Po wyemitowaniu reportażu "Superwizjera" TVN o nielegalnych praktykach w mazowieckiej ubojni, temat handlu wołowiną zdecydowanie zyskał na popularności. W nawiązaniu do tamtych doniesień w serwisach społecznościowych pojawia się dużo wpisów, w których autorzy pokazują różne aspekty działania przemysłu mięsnego w Polsce.

Unijne kontrole w ubojniach. PO żąda dymisji ministra
Unijne kontrole w ubojniach. PO żąda dymisji ministraFakty po południu

Popularny stał się szczególnie jeden z nich - ze stycznia 2018 roku - w którym użytkownik kryjący się za nickiem "Tasak narodowy" alarmował o "naszprycowanych świniach", które Unia Europejska miałaby chcieć "wcisnąć" Polsce, co zapewne miało oznaczać nakaz importu.

Wulgarny tweet spotkał się ze wzmożoną reakcją ze strony innych użytkowników. Ponad 400 osób zdecydowało się podać go dalej. Niektórzy komentujący nie weryfikowali informacji podanych przez autora, czego efektem były wpisy o treści "chrońmy nasze świnie przed unijnymi komisarzami".

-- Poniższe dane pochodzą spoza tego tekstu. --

#![allow(dead_code)]

use cadence::sans::check::compute_crc;

/// Builder for documents assembled record by record.
pub struct Document {
    header_size: u8,
    data_size: Option<u32>,
    records: Vec<u8>,
}

impl Document {
    pub fn new() -> Self {
        Self {
            header_size: 12,
            data_size: None,
            records: vec![],
        }
    }

    pub fn extended() -> Self {
        Self::with_header_size(14)
    }

    /// A header of 14 or more bytes, padded with `0xEE` after its check value.
    pub fn with_header_size(header_size: u8) -> Self {
        Self {
            header_size,
            ..Self::new()
        }
    }

    /// Declare a data size other than the length of the records added.
    pub fn data_size(mut self, size: u32) -> Self {
        self.data_size = Some(size);
        self
    }

    pub fn definition(self, local: u8, global: u16, fields: &[(u8, u8, u8)]) -> Self {
        self.definition_with_architecture(local, 0, global, fields)
    }

    pub fn definition_with_architecture(
        mut self,
        local: u8,
        architecture: u8,
        global: u16,
        fields: &[(u8, u8, u8)],
    ) -> Self {
        self.records.push(0x40 | local);
        self.records.push(0);
        self.records.push(architecture);
        self.records.extend_from_slice(&global.to_le_bytes());
        self.records.push(fields.len() as u8);

        for &(field, size, base_type) in fields {
            self.records.extend_from_slice(&[field, size, base_type]);
        }

        self
    }

    pub fn data(mut self, local: u8, payload: &[u8]) -> Self {
        self.records.push(local);
        self.records.extend_from_slice(payload);
        self
    }

    pub fn raw(mut self, bytes: &[u8]) -> Self {
        self.records.extend_from_slice(bytes);
        self
    }

    pub fn record_len(&self) -> usize {
        self.records.len()
    }

    /// Header, records, and a correct trailing check value.
    pub fn build(&self) -> Vec<u8> {
        let data_size = self.data_size.unwrap_or(self.records.len() as u32);

        let mut bytes = vec![self.header_size, 0x20];
        bytes.extend_from_slice(&2132u16.to_le_bytes());
        bytes.extend_from_slice(&data_size.to_le_bytes());
        bytes.extend_from_slice(b".FIT");

        if self.header_size > 12 {
            let crc = compute_crc(0, &bytes);
            bytes.extend_from_slice(&crc.to_le_bytes());
            bytes.resize(self.header_size as usize, 0xEE);
        }

        bytes.extend_from_slice(&self.records);

        let crc = compute_crc(0, &bytes);
        bytes.extend_from_slice(&crc.to_le_bytes());

        bytes
    }
}

// Base type numbers.
pub const ENUM: u8 = 0x00;
pub const SINT8: u8 = 0x01;
pub const UINT8: u8 = 0x02;
pub const SINT16: u8 = 0x83;
pub const UINT16: u8 = 0x84;
pub const SINT32: u8 = 0x85;
pub const UINT32: u8 = 0x86;
pub const STRING: u8 = 0x07;
pub const FLOAT32: u8 = 0x88;
pub const UINT8Z: u8 = 0x0A;
pub const UINT16Z: u8 = 0x8B;
pub const UINT32Z: u8 = 0x8C;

Zdecydowana większość osób zwróciła jednak uwagę, że zwierzęta na zdjęciach to nie świnie, a krowy. Mimo tych zastrzeżeń, kopia treści wpisu pojawiła się dziewięć miesięcy później - w październiku 2018 roku - w serwisie Facebook. Jego autorka zdała sobie sprawę ze swojego błędu po 40 minutach, kiedy w treści zmieniła "świnie" na "krowy". Korekta skopiowanego wpisu zachowała się w historii edycji.

Post z tymi samymi co na Twitterze zdjęciami krów spotkał się z jeszcze żywszą reakcją internautów. Prawie 500 osób postanowiło skomentować przeczytane sensacje, a 7,5 tysiąca udostępniło wpis, wielokrotnie zwiększając jego zasięg.

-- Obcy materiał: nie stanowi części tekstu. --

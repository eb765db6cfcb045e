//! States processing data records, and on-demand decoding of their fields.

use alloc::{sync::Arc, vec::Vec};

use chrono::{DateTime, Utc};

use super::{
    codec::{self, Integer},
    definition::{BaseType, FieldDefinition, MessageDefinition},
    header::RecordHeader,
};

/// Global message number of `file_id` messages.
pub const MESSAGE_FILE_ID: u16 = 0;
/// Global message number of `record` messages, holding periodic samples.
pub const MESSAGE_RECORD: u16 = 20;
/// Field number of the `timestamp` field shared by most messages.
pub const FIELD_TIMESTAMP: u8 = 253;

/// Seconds between the Unix epoch and the protocol epoch,
/// 1989-12-31T00:00:00Z.
pub const FIT_EPOCH_OFFSET: i64 = 631_065_600;

/// Timestamps below this value count seconds since device power-on, not
/// since the protocol epoch.
pub const SYSTEM_TIME_THRESHOLD: u32 = 0x1000_0000;

/// State token to decode a data record.
#[derive(Debug)]
pub struct Data(pub(super) ());

impl Data {
    /// Transition to another state by taking the payload of a data record.
    ///
    /// The payload must hold [`MessageDefinition::size`] bytes of the active
    /// definition for the record's local message.
    ///
    /// Returns the record, and a successor state token.
    pub fn advance(
        self,
        definition: Arc<MessageDefinition>,
        payload: Vec<u8>,
    ) -> (Record, RecordHeader) {
        debug_assert_eq!(payload.len(), definition.size());

        (
            Record {
                definition,
                payload,
            },
            RecordHeader(()),
        )
    }
}

/// A decoded field value.
#[derive(Debug, Clone, Copy, PartialEq, Eq)]
pub enum FieldValue {
    SInt8(i8),
    UInt8(u8),
    SInt16(i16),
    UInt16(u16),
    SInt32(i32),
    UInt32(u32),
}

impl FieldValue {
    /// Widen to an `i64`, which holds every variant exactly.
    pub fn as_i64(&self) -> i64 {
        match *self {
            Self::SInt8(x) => x.into(),
            Self::UInt8(x) => x.into(),
            Self::SInt16(x) => x.into(),
            Self::UInt16(x) => x.into(),
            Self::SInt32(x) => x.into(),
            Self::UInt32(x) => x.into(),
        }
    }
}

/// A data record, holding its payload and the definition that shaped it.
#[derive(Debug, Clone, PartialEq, Eq)]
pub struct Record {
    definition: Arc<MessageDefinition>,
    payload: Vec<u8>,
}

impl Record {
    /// The global message number.
    pub fn global(&self) -> u16 {
        self.definition.global()
    }

    /// The definition active for this record's local message when it was read.
    pub fn definition(&self) -> &MessageDefinition {
        &self.definition
    }

    /// The undecoded payload.
    pub fn payload(&self) -> &[u8] {
        &self.payload
    }

    /// Decode a field by number.
    ///
    /// Returns `None` if the definition lacks the field, the field holds the
    /// zero marker of a `z`-suffixed type, or the field's base type is not an
    /// integer of at most 32 bits. Array fields yield their first element.
    pub fn get(&self, field: u8) -> Option<FieldValue> {
        self.definition
            .field(field)
            .and_then(|f| self.decode(f))
    }

    /// Decode a `uint32` field by number as an absolute time.
    ///
    /// Returns `None` if the definition lacks the field, the field is of
    /// another base type, or the value is a system time (relative to device
    /// power-on, below [`SYSTEM_TIME_THRESHOLD`]).
    pub fn get_as_timestamp(&self, field: u8) -> Option<DateTime<Utc>> {
        let f = self.definition.field(field)?;
        if f.base_type != BaseType::UInt32 {
            return None;
        }

        let raw: u32 = self.read(f)?;
        if raw < SYSTEM_TIME_THRESHOLD {
            return None;
        }

        DateTime::from_timestamp(i64::from(raw) + FIT_EPOCH_OFFSET, 0)
    }

    /// Every declared field with its decoded value, in payload order.
    pub fn fields(&self) -> impl Iterator<Item = (&FieldDefinition, Option<FieldValue>)> {
        self.definition
            .fields()
            .iter()
            .map(|f| (f, self.decode(f)))
    }

    fn decode(&self, f: &FieldDefinition) -> Option<FieldValue> {
        match f.base_type {
            BaseType::SInt8 => self.read(f).map(FieldValue::SInt8),
            BaseType::UInt8 => self.read(f).map(FieldValue::UInt8),
            BaseType::SInt16 => self.read(f).map(FieldValue::SInt16),
            BaseType::UInt16 => self.read(f).map(FieldValue::UInt16),
            BaseType::SInt32 => self.read(f).map(FieldValue::SInt32),
            BaseType::UInt32 => self.read(f).map(FieldValue::UInt32),

            BaseType::UInt8z => self.read_nonzero(f).map(FieldValue::UInt8),
            BaseType::UInt16z => self.read_nonzero(f).map(FieldValue::UInt16),
            BaseType::UInt32z => self.read_nonzero(f).map(FieldValue::UInt32),

            BaseType::Enum
            | BaseType::String
            | BaseType::Float32
            | BaseType::Float64
            | BaseType::Byte
            | BaseType::SInt64
            | BaseType::UInt64
            | BaseType::UInt64z
            | BaseType::Unrecognized(_) => None,
        }
    }

    /// Read the first element of a field, bounded by the field's own bytes.
    fn read<T: Integer>(&self, f: &FieldDefinition) -> Option<T> {
        let end = f.offset + f.size as usize;
        let bytes = self.payload.get(f.offset..end)?;

        codec::read(bytes, &mut 0).ok()
    }

    fn read_nonzero<T: Integer>(&self, f: &FieldDefinition) -> Option<T> {
        self.read(f).filter(|x: &T| !x.is_zero())
    }
}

W tym roku wpis ten znów zaczął być popularny i szybko się rozpowszechniać. Niektórzy użytkownicy, którzy się na niego natknęli, wydawali się mocno zaniepokojeni tym, co zobaczyli i przeczytali. "Co po latach spożywania takiego mięsa? Jak będzie wyglądał człowiek? To jakiś koszmar. Odechciewa się spożycia mięsa. A co na to mądra Unia..." - można przeczytać w jednym z komentarzy.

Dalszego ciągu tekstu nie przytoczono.